El Pacto Presupuestario Europeo: Un política de austeridad contra el interés general y condenada al fracaso
Artículos de
Opinión | Salim Lamrani | 30-09-2012
|El gobierno
socialista de François Hollande se apresta a adoptar por vía parlamentaria el
Pacto Presupuestario Europeo, también llamado Tratado de Estabilidad,
Coordinación y Gobernanza (TECG) el cual, además de instaurar definitivamente
una política de austeridad, atenta contra la independencia de Francia, que ya
no podrá decidir soberanamente sobre su presupuesto nacional
La Francia
de François Hollande, está a punto de ratificar el Tratado de Estabilidad,
Coordinación y Gobernanza (TECG) impuesto por la Alemania de Angela Merkel y
adoptado a nivel europeo. Este texto introduce la llamada ³regla de oro², en
adelante obligatoria para todos los países miembros de la Eurozona, e instaura
de facto una política de austeridad, impidiendo que los Estados presenten un
presupuesto con un déficit superior al 0,5% del Producto Interior Bruto.
Adoptado el
2 de marzo de 2012 por Nicolas Sarkozy y otros 24 dirigentes europeos, el TECG
se someterá pronto al Parlamento francés dominado por el Partido Socialista,
mediante un procedimiento de mayoría simple de las dos asambleas, sin que el
tratado se haya modificado en ningún aspecto.

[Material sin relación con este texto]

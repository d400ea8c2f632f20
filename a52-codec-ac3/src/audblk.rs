// A52
// Copyright (c) 2026 The Project A52 Developers.
//
// This Source Code Form is subject to the terms of the Mozilla Public
// License, v. 2.0. If a copy of the MPL was not distributed with this
// file, You can obtain one at https://mozilla.org/MPL/2.0/.

//! Audio block side information.
//!
//! An AC-3 frame carries six audio blocks. Most side information of a block may be reused from
//! the previous block of the same frame by clearing its presence flag, in which case the field
//! keeps the value decoded for the previous block. The first block of a frame must carry every
//! reusable field.

use a52_core::errors::{decode_error, Result};
use a52_core::io::ReadBitsLtr;

use crate::bsi::{read_optional, BitstreamInfo};
use crate::common::*;

/// The maximum number of 7-bit exponent groups of a channel.
pub const MAX_EXP_GROUPS: usize = 84;

/// Coupling coordinates of one coupled channel.
#[derive(Copy, Clone, Debug, Default)]
pub struct CouplingCoords {
    pub mstrcplco: u8,
    pub cplcoexp: [u8; MAX_COUPLING_SUBBANDS],
    pub cplcomant: [u8; MAX_COUPLING_SUBBANDS],
}

/// Coupling strategy and coordinates.
#[derive(Copy, Clone, Debug, Default)]
pub struct Coupling {
    pub cplinu: bool,
    pub chincpl: [bool; MAX_FBW_CHANNELS],
    pub phsflginu: bool,
    pub cplbegf: u8,
    pub cplendf: u8,
    pub ncplsubnd: usize,
    pub ncplbnd: usize,
    pub cplbndstrc: [bool; MAX_COUPLING_SUBBANDS],
    /// First transform bin of the coupling channel.
    pub cplstrtmant: usize,
    /// One past the last transform bin of the coupling channel.
    pub cplendmant: usize,
    pub coords: [CouplingCoords; MAX_FBW_CHANNELS],
    pub phsflg: [bool; MAX_COUPLING_SUBBANDS],
}
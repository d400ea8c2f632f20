// A52
// Copyright (c) 2026 The Project A52 Developers.
//
// This Source Code Form is subject to the terms of the Mozilla Public
// License, v. 2.0. If a copy of the MPL was not distributed with this
// file, You can obtain one at https://mozilla.org/MPL/2.0/.

use a52_core::errors::{sync_error, Result};
use a52_core::io::ReadBytes;

use crate::common::SYNC_WORD;
use crate::tables::{FRAME_SIZE_TABLE, SAMPLE_RATES};

/// The nominal sample rate selected by `fscod`.
#[derive(Copy, Clone, Debug, PartialEq, Eq)]
pub enum SampleRate {
    Hz48000,
    Hz44100,
    Hz32000,
}

impl SampleRate {
    /// Decodes a 2-bit `fscod`. The reserved code yields `None`.
    pub fn from_fscod(fscod: u8) -> Option<Self> {
        match fscod {
            0 => Some(SampleRate::Hz48000),
            1 => Some(SampleRate::Hz44100),
            2 => Some(SampleRate::Hz32000),
            _ => None,
        }
    }

    /// Gets the `fscod` of the sample rate.
    pub fn fscod(self) -> usize {
        match self {
            SampleRate::Hz48000 => 0,
            SampleRate::Hz44100 => 1,
            SampleRate::Hz32000 => 2,
        }
    }

    /// Gets the sample rate in hertz.
    pub fn hz(self) -> u32 {
        SAMPLE_RATES[self.fscod()]
    }
}

/// The synchronization information header of an AC-3 frame.
#[derive(Copy, Clone, Debug, PartialEq, Eq)]
pub struct SyncInfo {
    pub fscod: SampleRate,
    pub frmsizecod: u8,
    /// The frame size in 16-bit words, including the synchronization information.
    pub frame_size_words: u16,
    /// The nominal bit rate in kbit/s.
    pub bit_rate_kbps: u16,
}

impl SyncInfo {
    /// The size of the synchronization information in bytes.
    pub const SIZE: usize = 5;

    /// Derives the synchronization information from a sample rate and frame size code.
    pub fn from_codes(fscod: u8, frmsizecod: u8) -> Result<SyncInfo> {
        let fscod = match SampleRate::from_fscod(fscod) {
            Some(fscod) => fscod,
            None => return sync_error("ac3: reserved sample rate code"),
        };

        let (bit_rate_kbps, words) = match FRAME_SIZE_TABLE.get(usize::from(frmsizecod)) {
            Some(row) => *row,
            None => return sync_error("ac3: invalid frame size code"),
        };

        Ok(SyncInfo { fscod, frmsizecod, frame_size_words: words[fscod.fscod()], bit_rate_kbps })
    }

    /// Reads the synchronization information of a frame. The stream must be positioned at the
    /// sync word.
    pub fn read<B: ReadBytes>(reader: &mut B) -> Result<SyncInfo> {
        if reader.read_be_u16()? != SYNC_WORD {
            return sync_error("ac3: missing sync word");
        }

        SyncInfo::read_after_sync_word(reader)
    }

    fn read_after_sync_word<B: ReadBytes>(reader: &mut B) -> Result<SyncInfo> {
        // The frame CRC is not checked.
        let _crc1 = reader.read_be_u16()?;

        let byte = reader.read_u8()?;

        SyncInfo::from_codes(byte >> 6, byte & 0x3f)
    }

    /// Gets the sample rate in hertz.
    pub fn sample_rate(&self) -> u32 {
        self.fscod.hz()
    }

    /// Gets the size of the whole frame in bytes.
    pub fn frame_size(&self) -> usize {
        2 * usize::from(self.frame_size_words)
    }
}

/// Scans the stream byte-by-byte for the next sync word and reads the synchronization
/// information following it.
///
/// On success the stream is positioned at the bitstream information of the frame. A sync error
/// is returned if the synchronization information is malformed, in which case calling
/// `sync_frame` again continues the scan.
pub fn sync_frame<B: ReadBytes>(reader: &mut B) -> Result<SyncInfo> {
    let mut sync = 0u16;

    while sync != SYNC_WORD {
        sync = (sync << 8) | u16::from(reader.read_u8()?);
    }

    SyncInfo::read_after_sync_word(reader)
}
// A52
// Copyright (c) 2026 The Project A52 Developers.
//
// This Source Code Form is subject to the terms of the Mozilla Public
// License, v. 2.0. If a copy of the MPL was not distributed with this
// file, You can obtain one at https://mozilla.org/MPL/2.0/.

//! Mantissa decoding and coupling reconstruction.

use a52_core::errors::Result;
use a52_core::io::ReadBitsLtr;

use lazy_static::lazy_static;

use crate::audblk::{AudioBlock, CouplingCoords};
use crate::bsi::BitstreamInfo;
use crate::common::{validate, LFE_END_MANT, N_COEFFS};
use crate::tables::{QNTTZTAB, Q_1, Q_2, Q_3, Q_4, Q_5, SCALE_FACTOR};

lazy_static! {
    /// Dither generator transition table. Entry `i` is the state of the generator polynomial
    /// after shifting the byte `i` through it.
    static ref DITHER_LUT: [u16; 256] = {
        let mut lut = [0; 256];

        for (i, entry) in lut.iter_mut().enumerate() {
            let mut state = (i as u16) << 8;

            for _ in 0..8 {
                let msb = state & 0x8000;
                state <<= 1;

                if msb != 0 {
                    state ^= 0xa011;
                }
            }

            *entry = state;
        }

        lut
    };

    static ref Q_1_GROUPS: [[f32; 3]; 27] = {
        let mut groups = [[0.0; 3]; 27];
        for (code, group) in groups.iter_mut().enumerate() {
            *group = [Q_1[code / 9], Q_1[(code / 3) % 3], Q_1[code % 3]];
        }
        groups
    };

    static ref Q_2_GROUPS: [[f32; 3]; 125] = {
        let mut groups = [[0.0; 3]; 125];
        for (code, group) in groups.iter_mut().enumerate() {
            *group = [Q_2[code / 25], Q_2[(code / 5) % 5], Q_2[code % 5]];
        }
        groups
    };

    static ref Q_4_GROUPS: [[f32; 2]; 121] = {
        let mut groups = [[0.0; 2]; 121];
        for (code, group) in groups.iter_mut().enumerate() {
            *group = [Q_4[code / 11], Q_4[code % 11]];
        }
        groups
    };
}

/// A 16-bit linear feedback shift register generating dither for zero-bit mantissas.
///
/// The generator is continuous over the whole stream.
#[derive(Clone, Debug)]
pub struct Dither {
    state: u16,
}

impl Default for Dither {
    fn default() -> Self {
        Dither { state: 1 }
    }
}

impl Dither {
    pub fn new() -> Self {
        Default::default()
    }

    /// Advances the generator and returns its raw 16-bit output.
    pub fn next_raw(&mut self) -> i16 {
        self.state = DITHER_LUT[usize::from(self.state >> 8)] ^ (self.state << 8);
        self.state as i16
    }

    /// Advances the generator and returns a dither level, attenuated by 3 dB, in units of 2^-15.
    pub fn sample(&mut self) -> f32 {
        ((i32::from(self.next_raw()) * 181) >> 8) as f32
    }
}

/// The exponents, bit allocation pointers, and transform coefficients of a channel.
#[derive(Clone)]
pub struct Spectrum {
    pub exps: [u8; N_COEFFS],
    pub bap: [u8; N_COEFFS],
    pub coeffs: [f32; N_COEFFS],
}

impl Default for Spectrum {
    fn default() -> Self {
        Spectrum { exps: [0; N_COEFFS], bap: [0; N_COEFFS], coeffs: [0.0; N_COEFFS] }
    }
}

/// Mantissas of a grouped quantizer waiting to be consumed.
#[derive(Default)]
struct GroupQueue {
    levels: [f32; 2],
    len: usize,
}

impl GroupQueue {
    fn pop(&mut self) -> Option<f32> {
        if self.len == 0 {
            return None;
        }
        self.len -= 1;
        Some(self.levels[self.len])
    }

    /// Queues `levels` so that they are popped in order.
    fn fill(&mut self, levels: &[f32]) {
        for (slot, &level) in self.levels.iter_mut().zip(levels.iter().rev()) {
            *slot = level;
        }
        self.len = levels.len();
    }

    fn clear(&mut self) {
        self.len = 0;
    }
}

/// Computes the coupling coordinate of coupling band `bnd`.
pub fn coupling_coordinate(coords: &CouplingCoords, bnd: usize) -> f32 {
    let cplcoexp = usize::from(coords.cplcoexp[bnd]);
    let cplcomant = u32::from(coords.cplcomant[bnd]);

    // The mantissa has an implied leading one unless the exponent is at its maximum.
    let field = if cplcoexp == 15 { cplcomant << 7 } else { (16 + cplcomant) << 6 };

    field as f32 * SCALE_FACTOR[cplcoexp + 3 * usize::from(coords.mstrcplco)] * 8.0
}

/// Unpacks and dequantizes the mantissas of an audio block.
#[derive(Default)]
pub struct MantissaUnpacker {
    dither: Dither,
    q1: GroupQueue,
    q2: GroupQueue,
    q4: GroupQueue,
}

impl MantissaUnpacker {
    pub fn new() -> Self {
        Default::default()
    }

    /// Reads the quantized level of one mantissa with a non-zero bit allocation, in units of
    /// 2^-15.
    fn read_level<B: ReadBitsLtr>(&mut self, bs: &mut B, bap: u8) -> Result<f32> {
        let level = match bap {
            1 => match self.q1.pop() {
                Some(level) => level,
                None => {
                    let code = bs.read_bits_leq32(5)? as usize;
                    validate!(code <= 26, "ac3: invalid mantissa group code");

                    let group = &Q_1_GROUPS[code];
                    self.q1.fill(&group[1..]);
                    group[0]
                }
            },
            2 => match self.q2.pop() {
                Some(level) => level,
                None => {
                    let code = bs.read_bits_leq32(7)? as usize;
                    validate!(code <= 124, "ac3: invalid mantissa group code");

                    let group = &Q_2_GROUPS[code];
                    self.q2.fill(&group[1..]);
                    group[0]
                }
            },
            3 => Q_3[bs.read_bits_leq32(3)? as usize],
            4 => match self.q4.pop() {
                Some(level) => level,
                None => {
                    let code = bs.read_bits_leq32(7)? as usize;
                    validate!(code <= 120, "ac3: invalid mantissa group code");

                    let group = &Q_4_GROUPS[code];
                    self.q4.fill(&group[1..]);
                    group[0]
                }
            },
            5 => Q_5[bs.read_bits_leq32(4)? as usize],
            _ => {
                // Left-justify the two's complement code in 16 bits.
                let bits = QNTTZTAB[usize::from(bap)];
                let code = bs.read_bits_leq32(bits)?;
                f32::from((code << (16 - bits)) as u16 as i16)
            }
        };

        Ok(level)
    }

    fn read_coeff<B: ReadBitsLtr>(
        &mut self,
        bs: &mut B,
        bap: u8,
        exp: u8,
        dither: bool,
    ) -> Result<f32> {
        let scale = SCALE_FACTOR[usize::from(exp)];

        if bap == 0 {
            return Ok(if dither { self.dither.sample() * scale } else { 0.0 });
        }

        Ok(self.read_level(bs, bap)? * scale)
    }

    fn read_channel<B: ReadBitsLtr>(
        &mut self,
        bs: &mut B,
        spectrum: &mut Spectrum,
        start: usize,
        end: usize,
        dither: bool,
    ) -> Result<()> {
        for bin in start..end {
            spectrum.coeffs[bin] =
                self.read_coeff(bs, spectrum.bap[bin], spectrum.exps[bin], dither)?;
        }
        Ok(())
    }

    /// Reads the mantissas of every channel of an audio block and reconstructs the coupled
    /// channels.
    ///
    /// The coupling channel mantissas follow those of the first coupled channel. The low
    /// frequency effects channel is last.
    pub fn unpack_block<B: ReadBitsLtr>(
        &mut self,
        bs: &mut B,
        bsi: &BitstreamInfo,
        block: &AudioBlock,
        fbw: &mut [Spectrum],
        cpl: &mut Spectrum,
        lfe: &mut Spectrum,
    ) -> Result<()> {
        self.q1.clear();
        self.q2.clear();
        self.q4.clear();

        let mut got_cpl = false;

        for ch in 0..bsi.nfchans {
            let end = block.endmant[ch];

            self.read_channel(bs, &mut fbw[ch], 0, end, block.dithflag[ch])?;
            fbw[ch].coeffs[end..].fill(0.0);

            if block.cpl.cplinu && block.cpl.chincpl[ch] && !got_cpl {
                self.read_channel(bs, cpl, block.cpl.cplstrtmant, block.cpl.cplendmant, false)?;
                got_cpl = true;
            }
        }

        if got_cpl {
            for ch in 0..bsi.nfchans {
                if block.cpl.chincpl[ch] {
                    self.uncouple(bsi, block, ch, cpl, &mut fbw[ch]);
                }
            }
        }

        if bsi.lfeon {
            self.read_channel(bs, lfe, 0, LFE_END_MANT, false)?;
            lfe.coeffs[LFE_END_MANT..].fill(0.0);
        }

        Ok(())
    }

    /// Reconstructs the coupled bins of channel `ch` from the coupling channel.
    fn uncouple(
        &mut self,
        bsi: &BitstreamInfo,
        block: &AudioBlock,
        ch: usize,
        cpl: &Spectrum,
        out: &mut Spectrum,
    ) {
        let info = &block.cpl;
        let dither = block.dithflag[ch];

        let mut bin = info.cplstrtmant;
        let mut bnd = 0;
        let mut coord = 0.0;

        for sbnd in 0..info.ncplsubnd {
            if !info.cplbndstrc[sbnd] {
                coord = coupling_coordinate(&info.coords[ch], bnd);

                if bsi.acmod == 0x2 && info.phsflginu && ch == 1 && info.phsflg[bnd] {
                    coord = -coord;
                }

                bnd += 1;
            }

            for _ in 0..12 {
                // Zero-bit coupled mantissas are dithered independently for each channel.
                let value = if dither && cpl.bap[bin] == 0 {
                    self.dither.sample() * SCALE_FACTOR[usize::from(cpl.exps[bin])]
                }
                else {
                    cpl.coeffs[bin]
                };

                out.coeffs[bin] = coord * value;
                bin += 1;
            }
        }
    }
}
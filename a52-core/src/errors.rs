// A52
// Copyright (c) 2026 The Project A52 Developers.
//
// This Source Code Form is subject to the terms of the Mozilla Public
// License, v. 2.0. If a copy of the MPL was not distributed with this
// file, You can obtain one at https://mozilla.org/MPL/2.0/.

//! The `errors` module defines the common error type.

use std::error;
use std::fmt;
use std::io;
use std::result;

/// `Error` provides an enumeration of all possible errors reported while decoding.
#[derive(Debug)]
pub enum Error {
    /// An IO error occured while reading the stream. An `UnexpectedEof` kind signals that the
    /// byte source could not supply any more bytes.
    IoError(std::io::Error),
    /// The stream was not positioned at a valid frame header. The caller should resynchronize by
    /// scanning for the next sync word.
    SyncError(&'static str),
    /// The frame contained malformed data and could not be decoded. The frame is discarded, but
    /// the stream may be resynchronized on the next frame.
    DecodeError(&'static str),
}

impl Error {
    /// Returns true if the error was caused by the byte source running out of data.
    pub fn is_underrun(&self) -> bool {
        match self {
            Error::IoError(err) => err.kind() == io::ErrorKind::UnexpectedEof,
            _ => false,
        }
    }
}

impl fmt::Display for Error {
    fn fmt(&self, f: &mut fmt::Formatter<'_>) -> fmt::Result {
        match *self {
            Error::IoError(ref err) => err.fmt(f),
            Error::SyncError(msg) => {
                write!(f, "lost sync: {}", msg)
            }
            Error::DecodeError(msg) => {
                write!(f, "malformed stream: {}", msg)
            }
        }
    }
}

impl std::error::Error for Error {
    fn source(&self) -> Option<&(dyn error::Error + 'static)> {
        match *self {
            Error::IoError(ref err) => Some(err),
            Error::SyncError(_) => None,
            Error::DecodeError(_) => None,
        }
    }
}

impl From<io::Error> for Error {
    fn from(err: io::Error) -> Error {
        Error::IoError(err)
    }
}

pub type Result<T> = result::Result<T, Error>;

/// Convenience function to create a decode error.
pub fn decode_error<T>(desc: &'static str) -> Result<T> {
    Err(Error::DecodeError(desc))
}

/// Convenience function to create a sync error.
pub fn sync_error<T>(desc: &'static str) -> Result<T> {
    Err(Error::SyncError(desc))
}

/// Convenience function to create an end-of-stream error.
pub fn end_of_stream_error<T>() -> Result<T> {
    Err(Error::IoError(io::Error::new(io::ErrorKind::UnexpectedEof, "end of stream")))
}
// A52
// Copyright (c) 2026 The Project A52 Developers.
//
// This Source Code Form is subject to the terms of the Mozilla Public
// License, v. 2.0. If a copy of the MPL was not distributed with this
// file, You can obtain one at https://mozilla.org/MPL/2.0/.

//! Stereo rematrixing.

use std::cmp::min;

use crate::audblk::AudioBlock;
use crate::common::N_COEFFS;

/// Start and end bins of the rematrixing bands. The end bin itself is never rematrixed.
const REMATRIX_BANDS: [(usize, usize); 4] = [(13, 24), (25, 36), (37, 60), (61, 252)];

/// Undoes the sum and difference coding of the flagged rematrixing bands of a 2/0 block.
pub fn rematrix(block: &AudioBlock, left: &mut [f32; N_COEFFS], right: &mut [f32; N_COEFFS]) {
    // Rematrixing stops short of the coupling region.
    let limit = if block.cpl.cplinu { 12 * usize::from(block.cpl.cplbegf) + 36 } else { N_COEFFS };

    let nbands = block.cpl.num_rematrix_bands();

    for (band, &(start, end)) in REMATRIX_BANDS[..nbands].iter().enumerate() {
        if !block.rematflg[band] {
            continue;
        }

        let end = min(end, limit);

        for bin in start..end {
            let l = left[bin];
            let r = right[bin];

            left[bin] = 0.5 * (l + r);
            right[bin] = 0.5 * (l - r);
        }
    }
}
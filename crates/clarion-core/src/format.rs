//! Format negotiation: what sample rate, channel count and frame size a model
//! accepts, what it would prefer, and how much latency a configuration costs.
//!
//! A model variant is described by two plain values:
//!
//! - [`Timing`] - native rate, processing window and lookahead. Drives the
//!   advisory `optimal_*` queries and the reported output delay.
//! - [`FormatLimits`] - hard bounds checked by [`FormatLimits::validate`].
//!
//! The caller's choice is a [`Config`].

use crate::error::{Error, Result};

/// Audio format a model is initialized with.
///
/// Once a model is initialized, `sample_rate` and `num_channels` never change
/// until the next `initialize`. `num_frames` is the exact block length for
/// every processing call unless `allow_variable_frames` is set, in which case
/// any positive block length is accepted and `num_frames` is only a hint
/// (`0` means unspecified).
#[derive(Debug, Clone, Copy, PartialEq, Eq, Hash)]
#[cfg_attr(feature = "serde", derive(serde::Serialize, serde::Deserialize))]
pub struct Config {
    /// Sample rate in Hz.
    pub sample_rate: u32,
    /// Number of channels in every processed block.
    pub num_channels: u16,
    /// Frames per channel in every processed block.
    #[cfg_attr(feature = "serde", serde(default))]
    pub num_frames: usize,
    /// Accept any positive frame count per call.
    #[cfg_attr(feature = "serde", serde(default))]
    pub allow_variable_frames: bool,
}

impl Config {
    /// Fixed-frame configuration.
    pub const fn new(sample_rate: u32, num_channels: u16, num_frames: usize) -> Self {
        Self {
            sample_rate,
            num_channels,
            num_frames,
            allow_variable_frames: false,
        }
    }

    /// Builder: enable or disable variable frame counts.
    pub const fn with_variable_frames(mut self, allow: bool) -> Self {
        self.allow_variable_frames = allow;
        self
    }

    /// Checks a block's channel count against this configuration.
    #[inline]
    pub fn check_channels(&self, num_channels: usize) -> Result<()> {
        if num_channels != self.num_channels as usize {
            return Err(Error::ChannelMismatch {
                expected: self.num_channels as usize,
                actual: num_channels,
            });
        }
        Ok(())
    }

    /// Checks a block's frame count against this configuration.
    ///
    /// Zero frames are always rejected. With fixed frames the count must
    /// match exactly.
    #[inline]
    pub fn check_frames(&self, num_frames: usize) -> Result<()> {
        if num_frames == 0 {
            return Err(Error::Zero("num_frames"));
        }
        if !self.allow_variable_frames && num_frames != self.num_frames {
            return Err(Error::FrameMismatch {
                expected: self.num_frames,
                actual: num_frames,
            });
        }
        Ok(())
    }
}

/// Hard format bounds of a model variant.
#[derive(Debug, Clone, Copy, PartialEq, Eq)]
pub struct FormatLimits {
    /// Lowest accepted sample rate in Hz.
    pub min_sample_rate: u32,
    /// Highest accepted sample rate in Hz.
    pub max_sample_rate: u32,
    /// Highest accepted channel count.
    pub max_channels: u16,
    /// Highest accepted fixed frame size.
    pub max_frames: usize,
}

impl FormatLimits {
    /// Bounds shared by every built-in variant.
    pub const STANDARD: Self = Self {
        min_sample_rate: 8_000,
        max_sample_rate: 192_000,
        max_channels: 16,
        max_frames: 4096,
    };

    /// Validates a configuration against these bounds.
    ///
    /// Zero values are malformed input ([`Error::Zero`]); non-zero values
    /// outside the bounds are unsupported formats.
    pub fn validate(&self, config: &Config) -> Result<()> {
        if config.sample_rate == 0 {
            return Err(Error::Zero("sample_rate"));
        }
        if config.num_channels == 0 {
            return Err(Error::Zero("num_channels"));
        }
        if !config.allow_variable_frames && config.num_frames == 0 {
            return Err(Error::Zero("num_frames"));
        }
        if config.sample_rate < self.min_sample_rate || config.sample_rate > self.max_sample_rate {
            return Err(Error::UnsupportedSampleRate {
                sample_rate: config.sample_rate,
                min: self.min_sample_rate,
                max: self.max_sample_rate,
            });
        }
        if config.num_channels > self.max_channels {
            return Err(Error::UnsupportedChannelCount {
                num_channels: config.num_channels,
                max: self.max_channels,
            });
        }
        if config.num_frames > self.max_frames {
            return Err(Error::UnsupportedFrameCount {
                num_frames: config.num_frames,
                max: self.max_frames,
            });
        }
        Ok(())
    }
}

impl Default for FormatLimits {
    fn default() -> Self {
        Self::STANDARD
    }
}

/// Intrinsic timing of a model variant.
///
/// Durations are kept in microseconds so that frame counts come out exact at
/// every common rate (10 ms is 480 frames at 48 kHz, 441 at 44.1 kHz).
#[derive(Debug, Clone, Copy, PartialEq, Eq)]
pub struct Timing {
    /// Rate the model was trained at; the advisory optimal rate.
    pub native_sample_rate: u32,
    /// Length of one processing window.
    pub window_us: u32,
    /// Algorithmic lookahead.
    pub lookahead_us: u32,
}

impl Timing {
    /// Advisory sample rate.
    pub const fn optimal_sample_rate(&self) -> u32 {
        self.native_sample_rate
    }

    /// Advisory frame count at `sample_rate`: one processing window.
    pub const fn optimal_num_frames(&self, sample_rate: u32) -> usize {
        frames_for_us(self.window_us, sample_rate)
    }

    /// Lookahead expressed in frames at `sample_rate`.
    pub const fn lookahead_frames(&self, sample_rate: u32) -> usize {
        frames_for_us(self.lookahead_us, sample_rate)
    }

    /// Total output delay in frames for `config`.
    ///
    /// The lookahead is always paid. A block size other than the optimal
    /// window, or variable block sizes, add one window of internal buffering.
    pub fn output_delay(&self, config: &Config) -> usize {
        let optimal = self.optimal_num_frames(config.sample_rate);
        let lookahead = self.lookahead_frames(config.sample_rate);
        let buffering = if config.allow_variable_frames || config.num_frames != optimal {
            optimal
        } else {
            0
        };

        #[cfg(feature = "tracing")]
        tracing::debug!(
            sample_rate = config.sample_rate,
            num_frames = config.num_frames,
            lookahead,
            buffering,
            "output delay negotiated"
        );

        lookahead + buffering
    }

    /// The optimal configuration: native rate, one window, mono, fixed frames.
    pub const fn optimal_config(&self) -> Config {
        Config::new(
            self.native_sample_rate,
            1,
            self.optimal_num_frames(self.native_sample_rate),
        )
    }
}

/// Converts a duration in microseconds to a frame count.
///
/// Any non-zero duration yields at least one frame.
#[inline]
pub const fn frames_for_us(duration_us: u32, sample_rate: u32) -> usize {
    let frames = (duration_us as u64 * sample_rate as u64) / 1_000_000;
    if frames == 0 && duration_us > 0 {
        1
    } else {
        frames as usize
    }
}

#[cfg(test)]
mod tests {
    use super::*;

    const TEN_MS: Timing = Timing {
        native_sample_rate: 48_000,
        window_us: 10_000,
        lookahead_us: 2_000,
    };

    #[test]
    fn optimal_frames_scale_with_rate() {
        assert_eq!(TEN_MS.optimal_num_frames(48_000), 480);
        assert_eq!(TEN_MS.optimal_num_frames(44_100), 441);
        assert_eq!(TEN_MS.optimal_num_frames(16_000), 160);
        assert_eq!(TEN_MS.optimal_num_frames(8_000), 80);
    }

    #[test]
    fn delay_at_optimal_frames_is_lookahead() {
        let config = Config::new(48_000, 2, 480);
        assert_eq!(TEN_MS.output_delay(&config), 96);
    }

    #[test]
    fn delay_adds_window_when_not_optimal() {
        let config = Config::new(48_000, 2, 256);
        assert_eq!(TEN_MS.output_delay(&config), 96 + 480);

        let variable = Config::new(48_000, 2, 480).with_variable_frames(true);
        assert_eq!(TEN_MS.output_delay(&variable), 96 + 480);
    }

    #[test]
    fn optimal_config() {
        let config = TEN_MS.optimal_config();
        assert_eq!(config, Config::new(48_000, 1, 480));
    }

    #[test]
    fn validate_zero_values() {
        let limits = FormatLimits::STANDARD;
        assert_eq!(
            limits.validate(&Config::new(0, 2, 480)),
            Err(Error::Zero("sample_rate"))
        );
        assert_eq!(
            limits.validate(&Config::new(48_000, 0, 480)),
            Err(Error::Zero("num_channels"))
        );
        assert_eq!(
            limits.validate(&Config::new(48_000, 2, 0)),
            Err(Error::Zero("num_frames"))
        );
        // Unspecified frame size is fine in variable mode.
        assert!(limits
            .validate(&Config::new(48_000, 2, 0).with_variable_frames(true))
            .is_ok());
    }

    #[test]
    fn validate_bounds() {
        let limits = FormatLimits::STANDARD;
        assert!(matches!(
            limits.validate(&Config::new(4_000, 1, 480)),
            Err(Error::UnsupportedSampleRate { .. })
        ));
        assert!(matches!(
            limits.validate(&Config::new(48_000, 17, 480)),
            Err(Error::UnsupportedChannelCount { .. })
        ));
        assert!(matches!(
            limits.validate(&Config::new(48_000, 1, 8192)),
            Err(Error::UnsupportedFrameCount { .. })
        ));
        assert!(limits.validate(&Config::new(48_000, 16, 4096)).is_ok());
    }

    #[test]
    fn check_frames_fixed_and_variable() {
        let fixed = Config::new(48_000, 2, 480);
        assert!(fixed.check_frames(480).is_ok());
        assert_eq!(
            fixed.check_frames(256),
            Err(Error::FrameMismatch { expected: 480, actual: 256 })
        );
        assert_eq!(fixed.check_frames(0), Err(Error::Zero("num_frames")));

        let variable = fixed.with_variable_frames(true);
        assert!(variable.check_frames(1).is_ok());
        assert!(variable.check_frames(10_000).is_ok());
        assert_eq!(variable.check_frames(0), Err(Error::Zero("num_frames")));
    }

    #[test]
    fn frames_for_us_rounds_up_short_durations() {
        assert_eq!(frames_for_us(0, 48_000), 0);
        assert_eq!(frames_for_us(10, 8_000), 1);
    }
}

La regla de oro se transformaría
entonces en ley y prohibiría todo déficit público, so pena de graves sanciones
por parte de la Unión Europea.
Más grave
aún, Francia pierde gran parte de su soberanía con el TECG. El Parlamento
francés tendrá que someter, de modo obligatorio, su presupuesto anual a la
Comisión Europea, ninguno de cuyos miembros salió por sufragio universal, que
podrá realizar los arbitrajes que juzgue necesarios, sin tener que rendir
cuenta alguna a los ciudadanos, y por lo tanto decidirá el futuro de la nación.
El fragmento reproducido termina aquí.